От этих слов ему стало еще хуже.
— Я не желаю причинять тебе боль… — сказала она. Ее голос дрогнул, она отвернулась, и он понял, что она пытается справиться со слезами. Он хотел заговорить, но она подняла руку, останавливая его. — Ты просишь меня оставить мою работу и мой дом, но тогда ты должен помочь мне начать новую жизнь.
— Конечно, — сказал он, — если ты хочешь именно этого…
Ведя более предметный разговор, обоим было легче сдерживать чувства.
— Я уеду в Лондон, — сказала она.
— Хорошая мысль.
Это не могло его не обрадовать: никто в Эйбрауэне не узнает, что у нее будет ребенок, не говоря уж о том, чей он.

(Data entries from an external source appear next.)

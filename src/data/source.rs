// ============================================================
// Layer 4 — Epoch Sources
// ============================================================
// Wraps Burn DataLoaders as EpochSource values:
//
//   training  shuffled, fixed batch size, the incomplete final
//             batch is never requested (num_batches = len / batch)
//   held-out  in order, batch size 1, every sample
//   visuals   in order, batch size 1, loaded on the calling thread
//
// The training and held-out loaders decode on one background worker
// each.

use std::sync::Arc;

use burn::{
    data::{
        dataloader::{DataLoader, DataLoaderBuilder},
        dataset::Dataset,
    },
    prelude::*,
};

use crate::data::batcher::{PairBatcher, VisualBatcher};
use crate::data::dataset::{PairedImageDataset, VisualDataset};
use crate::data::loader::LoadFailure;
use crate::domain::error::{TrainError, TrainResult};
use crate::domain::traits::{EpochSource, TrainPair};

pub struct LoaderSource<T> {
    loader:      Arc<dyn DataLoader<Result<T, LoadFailure>>>,
    num_batches: usize,
}

impl<T> EpochSource for LoaderSource<T> {
    type Item = TrainResult<T>;

    fn num_batches(&self) -> usize {
        self.num_batches
    }

    fn epoch(&self) -> Box<dyn Iterator<Item = TrainResult<T>> + '_> {
        Box::new(self.loader.iter().map(|batch| batch.map_err(TrainError::from)))
    }
}

pub fn training_source<B: Backend>(
    dataset:    PairedImageDataset,
    batch_size: usize,
    seed:       u64,
    device:     B::Device,
) -> TrainResult<LoaderSource<TrainPair<Tensor<B, 4>>>> {
    if batch_size == 0 {
        return Err(TrainError::config("batch size must be positive"));
    }
    let num_batches = dataset.len() / batch_size;
    if num_batches == 0 {
        return Err(TrainError::config(format!(
            "training set of {} samples is smaller than one batch of {batch_size}",
            dataset.len()
        )));
    }

    let loader = DataLoaderBuilder::new(PairBatcher::<B>::new(device))
        .batch_size(batch_size)
        .shuffle(seed)
        .num_workers(1)
        .build(dataset);

    Ok(LoaderSource { loader, num_batches })
}

pub fn held_out_source<B: Backend>(
    dataset: PairedImageDataset,
    device:  B::Device,
) -> TrainResult<LoaderSource<TrainPair<Tensor<B, 4>>>> {
    let num_batches = dataset.len();
    if num_batches == 0 {
        return Err(TrainError::config("held-out set is empty"));
    }

    let loader = DataLoaderBuilder::new(PairBatcher::<B>::new(device))
        .batch_size(1)
        .num_workers(1)
        .build(dataset);

    Ok(LoaderSource { loader, num_batches })
}

pub fn visual_source<B: Backend>(
    dataset: VisualDataset,
    device:  B::Device,
) -> LoaderSource<Tensor<B, 4>> {
    let num_batches = dataset.len();
    let loader = DataLoaderBuilder::new(VisualBatcher::<B>::new(device))
        .batch_size(1)
        .build(dataset);

    LoaderSource { loader, num_batches }
}

// ─── Unit Tests ───────────────────────────────────────────────────────────────
#[cfg(test)]
mod tests {
    use super::*;
    use crate::data::loader::tests::write_dataset;
    use crate::data::loader::{DatasetLayout, Split};
    use burn::backend::NdArray;

    type TestBackend = NdArray;

    #[test]
    fn test_training_source_drops_incomplete_batch() {
        let dir = write_dataset(5, 0, 32, 0);
        let layout = DatasetLayout::open(dir.path()).unwrap();
        let ds = PairedImageDataset::new(layout, Split::Train, 5, 1.0);
        let source = training_source::<TestBackend>(ds, 2, 0, Default::default()).unwrap();

        assert_eq!(source.num_batches(), 2);
        let batch = source.epoch().next().unwrap().unwrap();
        assert_eq!(batch.input.dims(), [2, 4, 16, 16]);
        assert_eq!(batch.target.dims(), [2, 3, 32, 32]);
    }

    #[test]
    fn test_training_source_rejects_tiny_set() {
        let dir = write_dataset(1, 0, 32, 0);
        let layout = DatasetLayout::open(dir.path()).unwrap();
        let ds = PairedImageDataset::new(layout, Split::Train, 1, 1.0);
        let err = training_source::<TestBackend>(ds, 2, 0, Default::default()).err().unwrap();
        assert!(matches!(err, TrainError::Configuration(_)));
    }

    #[test]
    fn test_held_out_source_keeps_every_sample() {
        let dir = write_dataset(0, 3, 32, 0);
        let layout = DatasetLayout::open(dir.path()).unwrap();
        let ds = PairedImageDataset::new(layout, Split::Test, 3, 1.0);
        let source = held_out_source::<TestBackend>(ds, Default::default()).unwrap();

        assert_eq!(source.num_batches(), 3);
        assert_eq!(source.epoch().filter(|b| b.is_ok()).count(), 3);
    }

    #[test]
    fn test_load_errors_become_compute_errors() {
        let dir = write_dataset(0, 1, 32, 0);
        let layout = DatasetLayout::open(dir.path()).unwrap();
        let ds = PairedImageDataset::new(layout, Split::Test, 2, 1.0);
        let source = held_out_source::<TestBackend>(ds, Default::default()).unwrap();

        let results: Vec<_> = source.epoch().collect();
        assert!(results.iter().any(|r| matches!(r, Err(TrainError::Compute(_)))));
    }

    #[test]
    fn test_off_size_pair_is_compute_error() {
        // 80x80 raw packs to 40x40
        let dir = write_dataset(0, 1, 80, 0);
        let layout = DatasetLayout::open(dir.path()).unwrap();
        let ds = PairedImageDataset::new(layout, Split::Test, 1, 1.0);
        let source = held_out_source::<TestBackend>(ds, Default::default()).unwrap();

        let first = source.epoch().next().unwrap();
        assert!(matches!(first, Err(TrainError::Compute(_))));
    }

    #[test]
    fn test_visual_source() {
        let dir = write_dataset(0, 0, 8, 2);
        let layout = DatasetLayout::open(dir.path()).unwrap();
        let ds = VisualDataset::new(layout.visual_paths(2).unwrap());
        let source = visual_source::<TestBackend>(ds, Default::default());
        assert_eq!(source.num_batches(), 2);
        assert_eq!(source.epoch().count(), 2);
    }
}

— Ты купишь мне маленький домик. Не надо ничего особенного, домик в рабочем пригороде вполне устроит… Но там должно быть шесть комнат, чтобы я могла жить на первом этаже, а второй сдавать. Арендная плата будет идти на ремонт и текущие нужды. И мне придется выйти на работу.
— Я вижу, ты все обдумала.
— Ты, наверное, опасаешься, что это дорого тебе обойдется, но не хочешь меня спрашивать, потому что джентльмены не любят задавать вопросов о деньгах.
Она была права.
— Я посмотрела в газете, — сказала она. — Такой домик стоит порядка трех сотен фунтов. Все же это меньше, чем платить мне всю оставшуюся жизнь по два фунта в месяц.

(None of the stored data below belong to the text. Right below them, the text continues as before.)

// ============================================================
// Layer 6 — Visual Exporter
// ============================================================
// Writes rendered model outputs as JPEG files:
//
//   results/pynet_img_<j>_level_<L>_epoch_<E>.jpg
//
// The same visual inputs are re-rendered every epoch so progress
// can be compared side by side.

use std::{
    fs,
    path::{Path, PathBuf},
};

use image::RgbImage;

use crate::domain::error::{TrainError, TrainResult};
use crate::domain::level::Level;
use crate::domain::rendered::RenderedImage;
use crate::domain::traits::{EpochSource, InferenceEngine};

pub struct VisualExporter {
    dir: PathBuf,
}

impl VisualExporter {
    pub fn new(dir: impl Into<PathBuf>) -> TrainResult<Self> {
        let dir = dir.into();
        fs::create_dir_all(&dir)
            .map_err(|e| TrainError::io(format!("creating '{}'", dir.display()), e))?;
        Ok(Self { dir })
    }

    pub fn dir(&self) -> &Path {
        &self.dir
    }

    pub fn path_for(&self, index: usize, level: Level, epoch: usize) -> PathBuf {
        self.dir
            .join(format!("pynet_img_{index}_level_{level}_epoch_{epoch}.jpg"))
    }

    pub fn write(
        &self,
        index: usize,
        level: Level,
        epoch: usize,
        image: &RenderedImage,
    ) -> TrainResult<PathBuf> {
        let path = self.path_for(index, level, epoch);
        let action = || format!("writing visual '{}'", path.display());

        let buffer = RgbImage::from_raw(image.width, image.height, image.rgb.clone()).ok_or_else(|| {
            TrainError::compute(format!(
                "rendered buffer of {} bytes does not fit {}x{}",
                image.rgb.len(),
                image.width,
                image.height
            ))
        })?;
        buffer
            .save(&path)
            .map_err(|e| TrainError::io(action(), std::io::Error::other(e)))?;

        tracing::debug!("Wrote visual '{}'", path.display());
        Ok(path)
    }

    /// Render every visual input with `engine` and write one file each.
    /// Returns the number of files written.
    pub fn export<I, V>(&self, engine: &I, source: &V, level: Level, epoch: usize) -> TrainResult<usize>
    where
        I: InferenceEngine,
        V: EpochSource<Item = TrainResult<I::Raw>>,
    {
        let mut raws = source.epoch();
        for j in 0..source.num_batches() {
            let raw = raws.next().ok_or_else(|| {
                TrainError::compute(format!(
                    "visual source ended after {j} of {} inputs",
                    source.num_batches()
                ))
            })??;
            let image = engine.render(raw)?;
            self.write(j, level, epoch, &image)?;
        }
        Ok(source.num_batches())
    }
}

Отдать триста фунтов Фицу было легче легкого. В Париже Би могла столько потратить за один выход в Дом моды Жанны Пакен.
— Но ты обещаешь хранить все в тайне?
— И обещаю любить и беречь твоего ребенка, и вырастить его счастливым и здоровым, и дать ему хорошее образование, хотя это тебя, кажется, совершенно не интересует.
Он возмутился было, но понял, что она права. О самом ребенке он не думал ни минуты.
— Прости меня, — сказал он. — Я так волнуюсь за Би!..
— Понимаю, — сказала она, смягчившись, как всегда, когда он рассказывал ей о своих заботах.
— Когда ты уедешь?
— Завтра утром. Я и сама тороплюсь не меньше, чем ты. Я сяду на лондонский поезд и сразу начну искать домик. Когда найду подходящий, напишу Солману.
— Пока ты будешь искать, тебе надо будет где-то жить. — Он вынул из внутреннего кармана пиджака бумажник и протянул ей две белые пятифунтовые банкноты. Она улыбнулась.
— Ты, наверное, и представления не имеешь, что сколько стоит, да, Тедди? — и вернула одну купюру. — Пяти хватит с лихвой.
Он принял оскорбленный вид.
— Я не хочу, чтобы ты чувствовала, что я тебя в чем-то ограничиваю.
Ее голос зазвучал иначе, и Фиц уловил проблеск скрываемого гнева.
— Ограничиваешь, Тедди. Ограничиваешь, — горько сказала она. — Хоть и не в деньгах.
— Мы оба в этом участвовали, — сказал он, защищаясь, и взглянул на кровать.
— Но ребенка буду растить я одна.
— Послушай, давай не будем спорить. Я велю Солману сделать все так, как ты предложила.
Она протянула ему руку.
— Прощай, Тедди. Я знаю, что ты сдержишь слово.
Она говорила ровным голосом, но он чувствовал, как тяжело ей сохранять видимость спокойствия.
Он пожал ее руку, — как ни странно было за руку прощаться двоим, с такой страстью любившим друг друга.
— Сдержу… — сказал он.
— А теперь, пожалуйста, уйди, — сказала она и отвернулась.
Он на миг заколебался — и вышел из комнаты.
Уходя прочь, он с удивлением и стыдом почувствовал, как к глазам подступают слезы.
— Прощай, Этель! — прошептал он в пустоту коридора. — Да хранит тебя Господь!